Construction is short and unforgiving. Start with plain soft sandwich bread, the supermarket casino loaf, not a crusty roll, because the iron needs flat slices that will press flush. Butter the outer faces of both slices so they brown rather than dry out against the plate. Build the fill toward the centre and keep it back from the edges by a clear margin, since anything that reaches the rim will weep out and burn onto the iron. Close the sandwich, lower the lid, and leave it alone for a few minutes until the bread is gold and rigid and the inside has gone soft. Good execution gives you a sealed, crisp shell with a hot, even centre and clean edges. Sloppy execution shows in three ways: pale flabby bread from a cold or rushed iron, a cold middle when the fill was packed too thick, and filling charred onto the plates because it was pushed to the edge. The bread should crack slightly when pressed and steam when torn.

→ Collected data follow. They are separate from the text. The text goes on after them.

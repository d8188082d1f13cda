//! Lightweight markup used in assistant replies.
//!
//! Replies are split into blocks on blank lines. A block whose first line
//! starts with `- ` is a bullet list, one starting with `<number>.` is a
//! numbered list, anything else is a paragraph. A paragraph ends at the first
//! line that opens a list item, so an intro line directly above a list stays
//! separate from it. Inside a list, a line that does not open a new item
//! continues the current one. `**text**` marks emphasis anywhere inline.
//!
//! The result is a tree of plain values; front ends build their own elements
//! from it and never see raw markup.

use serde::{Deserialize, Serialize};

#[derive(Debug, Clone, PartialEq, Eq, Serialize, Deserialize)]
#[serde(tag = "type", content = "text", rename_all = "snake_case")]
pub enum Inline {
    Text(String),
    Emphasis(String),
    LineBreak,
}

#[derive(Debug, Clone, PartialEq, Eq, Serialize, Deserialize)]
#[serde(tag = "type", content = "children", rename_all = "snake_case")]
pub enum Block {
    Paragraph(Vec<Inline>),
    BulletList(Vec<Vec<Inline>>),
    NumberedList(Vec<Vec<Inline>>),
}

#[derive(Debug, Clone, Copy, PartialEq, Eq)]
enum BlockKind {
    Paragraph,
    Bullet,
    Numbered,
}

/// Parse assistant text into blocks.
pub fn parse(text: &str) -> Vec<Block> {
    let mut blocks = Vec::new();
    for lines in split_blocks(text) {
        let (intro, list) = lines.split_at(list_start(&lines));
        if !intro.is_empty() {
            blocks.push(parse_block(intro));
        }
        if !list.is_empty() {
            blocks.push(parse_block(list));
        }
    }
    blocks
}

/// Index of the first line opening a list item, or the block length.
fn list_start(lines: &[&str]) -> usize {
    lines
        .iter()
        .position(|line| bullet_item(line).is_some() || numbered_item(line).is_some())
        .unwrap_or(lines.len())
}

fn split_blocks(text: &str) -> Vec<Vec<&str>> {
    let mut blocks = Vec::new();
    let mut current = Vec::new();

    for line in text.lines() {
        let line = line.trim();
        if line.is_empty() {
            if !current.is_empty() {
                blocks.push(std::mem::take(&mut current));
            }
        } else {
            current.push(line);
        }
    }
    if !current.is_empty() {
        blocks.push(current);
    }

    blocks
}

fn parse_block(lines: &[&str]) -> Block {
    let kind = match lines.first() {
        Some(first) if bullet_item(first).is_some() => BlockKind::Bullet,
        Some(first) if numbered_item(first).is_some() => BlockKind::Numbered,
        _ => BlockKind::Paragraph,
    };

    if kind == BlockKind::Paragraph {
        let mut inlines = Vec::new();
        for (i, line) in lines.iter().enumerate() {
            if i > 0 {
                inlines.push(Inline::LineBreak);
            }
            inlines.extend(parse_inline(line));
        }
        return Block::Paragraph(inlines);
    }

    let mut items: Vec<String> = Vec::new();
    for line in lines {
        let opened = match kind {
            BlockKind::Bullet => bullet_item(line),
            _ => numbered_item(line),
        };
        match opened {
            Some(rest) => items.push(rest.to_string()),
            None => match items.last_mut() {
                Some(item) => {
                    if !item.is_empty() {
                        item.push(' ');
                    }
                    item.push_str(line);
                }
                None => items.push(line.to_string()),
            },
        }
    }

    let items = items.iter().map(|item| parse_inline(item)).collect();
    match kind {
        BlockKind::Bullet => Block::BulletList(items),
        _ => Block::NumberedList(items),
    }
}

fn bullet_item(line: &str) -> Option<&str> {
    line.strip_prefix("- ").map(str::trim_start)
}

fn numbered_item(line: &str) -> Option<&str> {
    let digits = line.bytes().take_while(u8::is_ascii_digit).count();
    if digits == 0 {
        return None;
    }
    let rest = line[digits..].strip_prefix('.')?;
    if rest.is_empty() || rest.starts_with(char::is_whitespace) {
        Some(rest.trim_start())
    } else {
        None
    }
}

/// Parse `**emphasis**` spans. Unbalanced markers are kept as text.
pub fn parse_inline(text: &str) -> Vec<Inline> {
    let mut out = Vec::new();
    let mut rest = text;

    while let Some(start) = rest.find("**") {
        let after = &rest[start + 2..];
        match after.find("**") {
            Some(end) if end > 0 => {
                push_text(&mut out, &rest[..start]);
                out.push(Inline::Emphasis(after[..end].to_string()));
                rest = &after[end + 2..];
            }
            _ => break,
        }
    }
    push_text(&mut out, rest);

    out
}

fn push_text(out: &mut Vec<Inline>, text: &str) {
    if text.is_empty() {
        return;
    }
    if let Some(Inline::Text(prev)) = out.last_mut() {
        prev.push_str(text);
    } else {
        out.push(Inline::Text(text.to_string()));
    }
}

/// Flatten inlines to plain text.
pub fn plain_text(inlines: &[Inline]) -> String {
    let mut out = String::new();
    for inline in inlines {
        match inline {
            Inline::Text(t) | Inline::Emphasis(t) => out.push_str(t),
            Inline::LineBreak => out.push('\n'),
        }
    }
    out
}

/// Render blocks as terminal-friendly text.
pub fn render_text(blocks: &[Block]) -> String {
    let rendered: Vec<String> = blocks
        .iter()
        .map(|block| match block {
            Block::Paragraph(inlines) => plain_text(inlines),
            Block::BulletList(items) => items
                .iter()
                .map(|item| format!("• {}", plain_text(item)))
                .collect::<Vec<_>>()
                .join("\n"),
            Block::NumberedList(items) => items
                .iter()
                .enumerate()
                .map(|(i, item)| format!("{}. {}", i + 1, plain_text(item)))
                .collect::<Vec<_>>()
                .join("\n"),
        })
        .collect();

    rendered.join("\n\n")
}

#[cfg(test)]
mod tests {
    use super::*;

    fn text(s: &str) -> Inline {
        Inline::Text(s.to_string())
    }

    fn em(s: &str) -> Inline {
        Inline::Emphasis(s.to_string())
    }

    #[test]
    fn test_paragraph_then_bullets() {
        let blocks = parse("**Bold** text\n\n- item one\n- item two");

        assert_eq!(
            blocks,
            vec![
                Block::Paragraph(vec![em("Bold"), text(" text")]),
                Block::BulletList(vec![vec![text("item one")], vec![text("item two")]]),
            ]
        );
    }

    #[test]
    fn test_numbered_list_with_continuation_lines() {
        let blocks = parse("1. **Ballard** scores well\nbecause of transit\n2. Fremont\n10. Wallingford");

        assert_eq!(
            blocks,
            vec![Block::NumberedList(vec![
                vec![em("Ballard"), text(" scores well because of transit")],
                vec![text("Fremont")],
                vec![text("Wallingford")],
            ])]
        );
    }

    #[test]
    fn test_intro_line_directly_above_list() {
        let blocks = parse("**Ballard** looks good:\n- transit\n- zoning");

        assert_eq!(
            blocks,
            vec![
                Block::Paragraph(vec![em("Ballard"), text(" looks good:")]),
                Block::BulletList(vec![vec![text("transit")], vec![text("zoning")]]),
            ]
        );
        assert_eq!(
            render_text(&blocks),
            "Ballard looks good:\n\n• transit\n• zoning"
        );
    }

    #[test]
    fn test_decimal_number_is_not_a_list_item() {
        let blocks = parse("3.5 million residents");
        assert_eq!(blocks, vec![Block::Paragraph(vec![text("3.5 million residents")])]);
    }

    #[test]
    fn test_unbalanced_emphasis_stays_literal() {
        assert_eq!(parse_inline("a **b"), vec![text("a **b")]);
        assert_eq!(parse_inline("**a** and **b**"), vec![em("a"), text(" and "), em("b")]);
    }

    #[test]
    fn test_markup_is_never_interpreted_as_html() {
        let blocks = parse("<script>alert(1)</script>");
        assert_eq!(
            blocks,
            vec![Block::Paragraph(vec![text("<script>alert(1)</script>")])]
        );
    }

    #[test]
    fn test_paragraph_line_breaks_and_crlf() {
        let blocks = parse("first\r\nsecond\r\n\r\n\r\nthird");
        assert_eq!(
            blocks,
            vec![
                Block::Paragraph(vec![text("first"), Inline::LineBreak, text("second")]),
                Block::Paragraph(vec![text("third")]),
            ]
        );
    }

    #[test]
    fn test_render_text() {
        let rendered = render_text(&parse("**Top picks**\n\n1. Ballard\n2. Fremont\n\n- cheap\n- close"));
        assert_eq!(rendered, "Top picks\n\n1. Ballard\n2. Fremont\n\n• cheap\n• close");
    }

    #[test]
    fn test_empty_input() {
        assert!(parse("").is_empty());
        assert!(parse("\n\n  \n").is_empty());
    }
}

The fill is where the tosti fans out, and each version has its own logic worth its own article rather than being crowded in here: cheese alone, ham alone, the classic ham and cheese pairing, the pineapple-sweetened Hawaï, the tomato-and-mozzarella Italiano, chicken, a fried egg added inside, and the döner-spiked shoarma version that reads as modern Dutch-Turkish lunch food. What unifies them is the press, not the contents. Beyond the fill, the levers are bread freshness, butter on the outside, fill thickness kept low enough to heat through, and iron temperature high enough to set the crust before the centre overcooks. Get those right and almost any sane filling between two buttered slices becomes a credible tosti; get them wrong and even the classic ham-and-cheese comes out pale, cold, or scorched.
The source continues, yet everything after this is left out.